> Task brief:
Please print exactly the line containing "Self::Serialization(e.to_string())" and every line after it to the end of the records below, and nothing more.

Stored records:
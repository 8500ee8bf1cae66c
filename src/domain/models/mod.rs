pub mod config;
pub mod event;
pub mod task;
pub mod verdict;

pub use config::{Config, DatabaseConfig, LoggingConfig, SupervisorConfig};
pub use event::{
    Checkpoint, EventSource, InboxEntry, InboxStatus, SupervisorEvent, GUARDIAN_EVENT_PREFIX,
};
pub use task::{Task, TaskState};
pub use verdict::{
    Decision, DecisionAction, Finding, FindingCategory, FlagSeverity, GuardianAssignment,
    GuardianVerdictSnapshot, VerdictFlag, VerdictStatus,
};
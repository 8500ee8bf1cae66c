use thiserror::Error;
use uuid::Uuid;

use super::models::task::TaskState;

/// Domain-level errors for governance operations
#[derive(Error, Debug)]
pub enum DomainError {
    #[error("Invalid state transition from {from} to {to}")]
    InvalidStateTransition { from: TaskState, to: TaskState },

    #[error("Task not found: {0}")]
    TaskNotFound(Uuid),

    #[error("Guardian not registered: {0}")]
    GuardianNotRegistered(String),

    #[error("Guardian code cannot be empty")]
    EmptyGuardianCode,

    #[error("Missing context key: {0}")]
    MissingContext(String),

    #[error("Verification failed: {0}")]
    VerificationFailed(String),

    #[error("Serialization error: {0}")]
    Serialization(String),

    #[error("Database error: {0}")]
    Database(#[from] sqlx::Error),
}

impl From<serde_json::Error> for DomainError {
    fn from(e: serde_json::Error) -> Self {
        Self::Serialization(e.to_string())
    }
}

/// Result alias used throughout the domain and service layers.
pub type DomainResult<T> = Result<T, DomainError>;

> Task answer:
        Self::Serialization(e.to_string())
    }
}

/// Result alias used throughout the domain and service layers.
pub type DomainResult<T> = Result<T, DomainError>;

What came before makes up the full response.